Here's a metric that give me confidence - the history of inversion of the 10 year bond yield - 3 month bond yield in the US and when the US market reaches it's cycle peak.

When the 10 year - 3 month yield becomes negative the US peak occurs (since 1960):

1 Quarter Before - 2 times
Same Quarter - 3 times
1 Quarter After - 1 time
4 Quarters After - 2 times

So basically there is a +60 point spread between the 10 year and 3 month at the moment and it is not anticipated that the Fed will hike more than 60 points (to create a negative spread) until 2019 Q2 or Q3.

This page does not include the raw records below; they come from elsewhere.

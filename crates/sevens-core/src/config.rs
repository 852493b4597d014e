// Configuration loading and parsing (sevens.toml, credentials.toml).

use std::path::{Path, PathBuf};

use directories::ProjectDirs;
use serde::Deserialize;
use thiserror::Error;
use tracing::info;

use crate::category::{CategoryResolver, ALL, DEFAULT_TIERED_GENDER};

/// Environment variable overriding `supabase.url`.
pub const ENV_SUPABASE_URL: &str = "SEVENS_SUPABASE_URL";
/// Environment variable overriding the anon key from credentials.toml.
pub const ENV_SUPABASE_ANON_KEY: &str = "SEVENS_SUPABASE_ANON_KEY";

// ---------------------------------------------------------------------------
// Error types
// ---------------------------------------------------------------------------

#[derive(Debug, Error)]
pub enum ConfigError {
    #[error("config file not found: {path}")]
    FileNotFound { path: PathBuf },

    #[error("failed to parse config file {path}: {source}")]
    ParseError {
        path: PathBuf,
        source: toml::de::Error,
    },

    #[error("validation error for field `{field}`: {message}")]
    ValidationError { field: String, message: String },

    #[error("failed to initialize config from defaults: {message}")]
    DefaultsCopyError { message: String },
}

// ---------------------------------------------------------------------------
// Top-level assembled Config
// ---------------------------------------------------------------------------

#[derive(Debug, Clone)]
pub struct Config {
    pub league: LeagueConfig,
    pub supabase: SupabaseConfig,
    pub credentials: CredentialsConfig,
    /// Where the signed-in user is persisted.
    pub session_path: PathBuf,
}

// ---------------------------------------------------------------------------
// sevens.toml structs
// ---------------------------------------------------------------------------

/// Raw deserialization target for the entire sevens.toml file.
#[derive(Debug, Clone, Deserialize)]
struct SevensFile {
    league: LeagueConfig,
    supabase: SupabaseConfig,
    #[serde(default)]
    session: SessionSection,
}

#[derive(Debug, Clone, Deserialize)]
pub struct LeagueConfig {
    pub name: String,
    /// Gender groups offered by the tournament, in display order.
    pub genders: Vec<String>,
    /// The one group whose teams are split into tiers.
    #[serde(default = "default_tiered_gender")]
    pub tiered_gender: String,
    /// Tier labels of the tiered group.
    pub tiers: Vec<String>,
}

fn default_tiered_gender() -> String {
    DEFAULT_TIERED_GENDER.to_string()
}

impl LeagueConfig {
    pub fn resolver(&self) -> CategoryResolver {
        CategoryResolver::new(self.tiered_gender.clone())
    }

    pub fn is_known_gender(&self, gender: &str) -> bool {
        self.genders.iter().any(|g| g == gender)
    }

    /// `"All"` is always accepted; tier labels only count for the tiered
    /// group.
    pub fn is_known_type(&self, gender: &str, requested_type: &str) -> bool {
        requested_type == ALL
            || (gender == self.tiered_gender && self.tiers.iter().any(|t| t == requested_type))
    }
}

#[derive(Debug, Clone, Deserialize)]
pub struct SupabaseConfig {
    /// Project URL, e.g. `https://abcd.supabase.co`.
    pub url: String,
    #[serde(default = "default_timeout_secs")]
    pub timeout_secs: u64,
}

fn default_timeout_secs() -> u64 {
    10
}

#[derive(Debug, Clone, Default, Deserialize)]
struct SessionSection {
    #[serde(default)]
    path: Option<String>,
}

// ---------------------------------------------------------------------------
// credentials.toml structs
// ---------------------------------------------------------------------------

#[derive(Debug, Clone, Deserialize, Default)]
pub struct CredentialsConfig {
    pub supabase_anon_key: Option<String>,
}

// ---------------------------------------------------------------------------
// Loading logic
// ---------------------------------------------------------------------------

/// Load and validate configuration from `config/sevens.toml` and (optionally)
/// `config/credentials.toml` under `base_dir`, then apply overrides from
/// `env`.
///
/// This does not copy defaults; prefer [`load_config`].
pub fn load_config_from<F>(base_dir: &Path, env: F) -> Result<Config, ConfigError>
where
    F: Fn(&str) -> Option<String>,
{
    let config_dir = base_dir.join("config");

    // --- sevens.toml (required) ---
    let sevens_path = config_dir.join("sevens.toml");
    let sevens_text = read_file(&sevens_path)?;
    let sevens_file: SevensFile =
        toml::from_str(&sevens_text).map_err(|e| ConfigError::ParseError {
            path: sevens_path.clone(),
            source: e,
        })?;

    // --- credentials.toml (optional) ---
    let credentials_path = config_dir.join("credentials.toml");
    let mut credentials: CredentialsConfig = if credentials_path.exists() {
        let cred_text = read_file(&credentials_path)?;
        toml::from_str(&cred_text).map_err(|e| ConfigError::ParseError {
            path: credentials_path.clone(),
            source: e,
        })?
    } else {
        CredentialsConfig::default()
    };

    let mut supabase = sevens_file.supabase;
    if let Some(url) = env(ENV_SUPABASE_URL).filter(|v| !v.is_empty()) {
        supabase.url = url;
    }
    if let Some(key) = env(ENV_SUPABASE_ANON_KEY).filter(|v| !v.is_empty()) {
        credentials.supabase_anon_key = Some(key);
    }

    let session_path = match sevens_file.session.path.filter(|p| !p.is_empty()) {
        Some(p) => base_dir.join(p),
        None => default_session_path(),
    };

    let config = Config {
        league: sevens_file.league,
        supabase,
        credentials,
        session_path,
    };

    validate(&config)?;

    Ok(config)
}

/// Files seeded into `config/` from `defaults/` on first run. The anon key
/// is never seeded; `credentials.toml.example` only documents its shape.
const SEEDED_FILES: &[&str] = &["sevens.toml"];

/// Copy each missing seeded file from `defaults/` into `config/`. Returns the
/// files that were written; existing files are never replaced.
pub fn ensure_config_files(base_dir: &Path) -> Result<Vec<PathBuf>, ConfigError> {
    let defaults_dir = base_dir.join("defaults");
    let config_dir = base_dir.join("config");
    let copy_error = |message: String| ConfigError::DefaultsCopyError { message };

    let mut copied = Vec::new();
    for name in SEEDED_FILES {
        let target = config_dir.join(name);
        if target.exists() {
            continue;
        }
        let source = defaults_dir.join(name);
        if !source.is_file() {
            return Err(copy_error(format!(
                "no {name} in {} or {}; run from the project root",
                config_dir.display(),
                defaults_dir.display()
            )));
        }

        std::fs::create_dir_all(&config_dir)
            .map_err(|e| copy_error(format!("failed to create {}: {e}", config_dir.display())))?;
        std::fs::copy(&source, &target).map_err(|e| {
            copy_error(format!(
                "failed to copy {} to {}: {e}",
                source.display(),
                target.display()
            ))
        })?;
        info!(path = %target.display(), "seeded config from defaults");
        copied.push(target);
    }

    Ok(copied)
}

/// Convenience wrapper: loads config relative to the current working
/// directory with process environment overrides, copying defaults first.
pub fn load_config() -> Result<Config, ConfigError> {
    let cwd = std::env::current_dir().map_err(|_| ConfigError::FileNotFound {
        path: PathBuf::from("."),
    })?;
    ensure_config_files(&cwd)?;
    load_config_from(&cwd, |key| std::env::var(key).ok())
}

// ---------------------------------------------------------------------------
// Helpers
// ---------------------------------------------------------------------------

fn read_file(path: &Path) -> Result<String, ConfigError> {
    std::fs::read_to_string(path).map_err(|_| ConfigError::FileNotFound {
        path: path.to_path_buf(),
    })
}

/// Platform data directory, or the working directory when none is known.
fn default_session_path() -> PathBuf {
    ProjectDirs::from("ie", "TryIt", "sevens")
        .map(|dirs| dirs.data_dir().join("session.db"))
        .unwrap_or_else(|| PathBuf::from("sevens-session.db"))
}

// ---------------------------------------------------------------------------
// Validation
// ---------------------------------------------------------------------------

fn invalid(field: &str, message: impl Into<String>) -> ConfigError {
    ConfigError::ValidationError {
        field: field.into(),
        message: message.into(),
    }
}

fn validate(config: &Config) -> Result<(), ConfigError> {
    let league = &config.league;
    if league.genders.is_empty() {
        return Err(invalid("league.genders", "must list at least one gender"));
    }
    if !league.is_known_gender(&league.tiered_gender) {
        return Err(invalid(
            "league.tiered_gender",
            format!("`{}` is not one of league.genders", league.tiered_gender),
        ));
    }
    if league.tiers.is_empty() {
        return Err(invalid("league.tiers", "must list at least one tier"));
    }
    if league.tiers.iter().any(|t| t == ALL) {
        return Err(invalid("league.tiers", format!("`{ALL}` is reserved")));
    }

    let url = config.supabase.url.trim();
    if !(url.starts_with("https://") || url.starts_with("http://")) {
        return Err(invalid(
            "supabase.url",
            format!("must be an http(s) URL, got `{url}`"),
        ));
    }
    if config.supabase.timeout_secs == 0 {
        return Err(invalid("supabase.timeout_secs", "must be > 0"));
    }

    Ok(())
}

// ---------------------------------------------------------------------------
// Unit tests
// ---------------------------------------------------------------------------
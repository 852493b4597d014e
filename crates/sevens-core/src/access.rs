// Role-based access control for the admin pages.

use tracing::debug;

use crate::session::Session;

/// Access level of super administrators.
pub const SUPER: &str = "super";
/// Access level of tournament administrators.
pub const ADMIN: &str = "admin";
/// Access level of team administrators.
pub const TEAM: &str = "team";

/// Path of the login page; unauthenticated users are sent here.
pub const LOGIN_PATH: &str = "/login";
/// Path of the home page; users lacking the required role are sent here.
pub const HOME_PATH: &str = "/";

/// A page and the roles allowed to open it. An empty role list means public.
#[derive(Debug, Clone, Copy, PartialEq, Eq)]
pub struct Route {
    pub path: &'static str,
    pub required_roles: &'static [&'static str],
}

impl Route {
    pub fn is_public(&self) -> bool {
        self.required_roles.is_empty()
    }

    /// Match a concrete path against this route's pattern. Segments starting
    /// with `:` match any non-empty segment.
    pub fn matches(&self, path: &str) -> bool {
        let pattern: Vec<&str> = self.path.split('/').filter(|s| !s.is_empty()).collect();
        let actual: Vec<&str> = path.split('/').filter(|s| !s.is_empty()).collect();
        pattern.len() == actual.len()
            && pattern
                .iter()
                .zip(&actual)
                .all(|(p, a)| p.starts_with(':') || p == a)
    }
}

/// Every page of the application.
pub const ROUTES: &[Route] = &[
    Route { path: "/", required_roles: &[] },
    Route { path: "/games", required_roles: &[] },
    Route { path: "/contact", required_roles: &[] },
    Route { path: "/login", required_roles: &[] },
    Route { path: "/team/:team", required_roles: &[] },
    Route { path: "/super-admin", required_roles: &[SUPER] },
    Route { path: "/admin/accounts", required_roles: &[SUPER, ADMIN] },
    Route { path: "/admin", required_roles: &[ADMIN] },
    Route { path: "/admin/teams", required_roles: &[ADMIN, SUPER] },
    Route { path: "/admin/games", required_roles: &[ADMIN, SUPER] },
    Route { path: "/admin/sponsors", required_roles: &[ADMIN, SUPER] },
    Route { path: "/team-admin", required_roles: &[TEAM] },
];

/// Find the route a path belongs to.
pub fn find_route(path: &str) -> Option<&'static Route> {
    ROUTES.iter().find(|r| r.matches(path))
}

/// True when `user_role` is one of `required_roles`, ignoring case.
pub fn authorize(user_role: &str, required_roles: &[&str]) -> bool {
    let role = user_role.to_lowercase();
    required_roles.iter().any(|r| r.to_lowercase() == role)
}

/// Outcome of a navigation check.
#[derive(Debug, Clone, Copy, PartialEq, Eq)]
pub enum Navigation {
    Proceed,
    Redirect(&'static str),
}

/// Decide whether the session may open `path`.
pub fn guard(session: &Session, path: &str) -> Navigation {
    let Some(route) = find_route(path) else {
        return Navigation::Proceed;
    };
    if route.is_public() {
        return Navigation::Proceed;
    }

    let decision = match session.user() {
        None => Navigation::Redirect(LOGIN_PATH),
        Some(user) if authorize(user.effective_role(), route.required_roles) => {
            Navigation::Proceed
        }
        Some(_) => Navigation::Redirect(HOME_PATH),
    };

    debug!(
        path,
        logged_in = session.is_logged_in(),
        role = session.user().map(|u| u.effective_role()).unwrap_or(""),
        allowed = ?route.required_roles,
        ?decision,
        "route guard"
    );
    decision
}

This means for this cycle peak to have come and gone in October it would have had to occur 2 or 3 Quarters before the inversion which has never happened in over 60 years. So even if a peak occurs at the earliest point of this sample of 1 Quarter before inversion it'd mean the cycle peaking in 2019 Q1 or Q2.

Plus seasonality stats are very strong for rallies between December-April.
 
Just a bit of useless banter, but is it only me who has noticed over the last 5 or 6 trading sessions that every time the XJO gets above 5730 then some determined selling seems to come back in?

This is an hourly chart of the 24h CFD market for XJO...
Screen Shot 2018-12-04 at 3.44.25 pm.png

Kind of seems like a line in the sand which price will need to conclusively win for bulls to succeed.
 
There has been determined selling in general for a naggingly persistent time. On the positive side it's times like these we get to test our skills at locating gems that have been discarded. ASX is a dividend investors smorgasbord.
 
Average situation for investors still

Probably thousand points off pre-gfc high

Are aus businesses that much of a basket case? Or do share investors need a 50yr time frame?
 
Average situation for investors still

Probably thousand points off pre-gfc high

Are aus businesses that much of a basket case? Or do share investors need a 50yr time frame?

Shares do pay dividends though - so when we look at a chart of the All Ords Accumulation Index - it is 40 odd percent higher than the GFC highs.All Ords Accumulation.png
 
Shares do pay dividends though - so when we look at a chart of the All Ords Accumulation Index - it is 40 odd percent higher than the GFC highs.View attachment 90610

Interesting @Toyota Lexcen to zoom in on the All Ords Accumulation chart above from 1986 to 1996 - From the 1987 chart peak of around 6,500 after roughly 10 years to 1996 it was a similar 40 odd per cent higher as from 2007 GFC Peak to nowish. And then from 1996 to now, an increase of roughly 900 odd percent, including the run up to the GFC and subsequent 50% fall.All Ords Accumulation2.png
 
Off the top of my head:

Stocks lose to Bonds about 25% of the time over a 10 year period.

Stocks lose to Bonds about 3% of the time over a 20 year period.
 
XAO 5760,up 29 in a brave performance this morning. Seems sticky at these levels

O, how shall summer's honey breath hold out
Against the wreckful siege of battering days,
When rocks impregnable are not so stout,
Nor gates of steel so strong, but Time decays?

William Shakespeare
 
Lot of mayhem in the US market last night and huge reversal.
Looked like a classic capitulation and blow off low.
 
Today's announcement at Whyalla with the steelworks expansion has a lot of relevance to the ASX generally.

How many times have we seen things like that run down and eventually close? Around Australia there would be too many instances to list.

One man from overseas has by turning Whyalla around shown that rather a lot of Australian corporate management is sadly lacking in vision and ability. At just one site he's shown countless business leaders and politicians to be lacking at best, incompetent at worst.

So it's not just broader economics or government, I think the quality of management we have in Australia and the lack of vision at least partly explains the performance of our stock market over the past decade compared to overseas markets. Too many want to go sideways or shrink, there aren't many with vision and the ability to make it happen. :2twocents
 
Shares do pay dividends though - so when we look at a chart of the All Ords Accumulation Index - it is 40 odd percent higher than the GFC highs.

The problem with that is, only some pay dividends and only some companies last, a lot of charts presume you only have winners.
Imagine if your protfolio accumulated 10 years ago, included Telstra, Ten, IFL, Pan or a group of other under performing shares.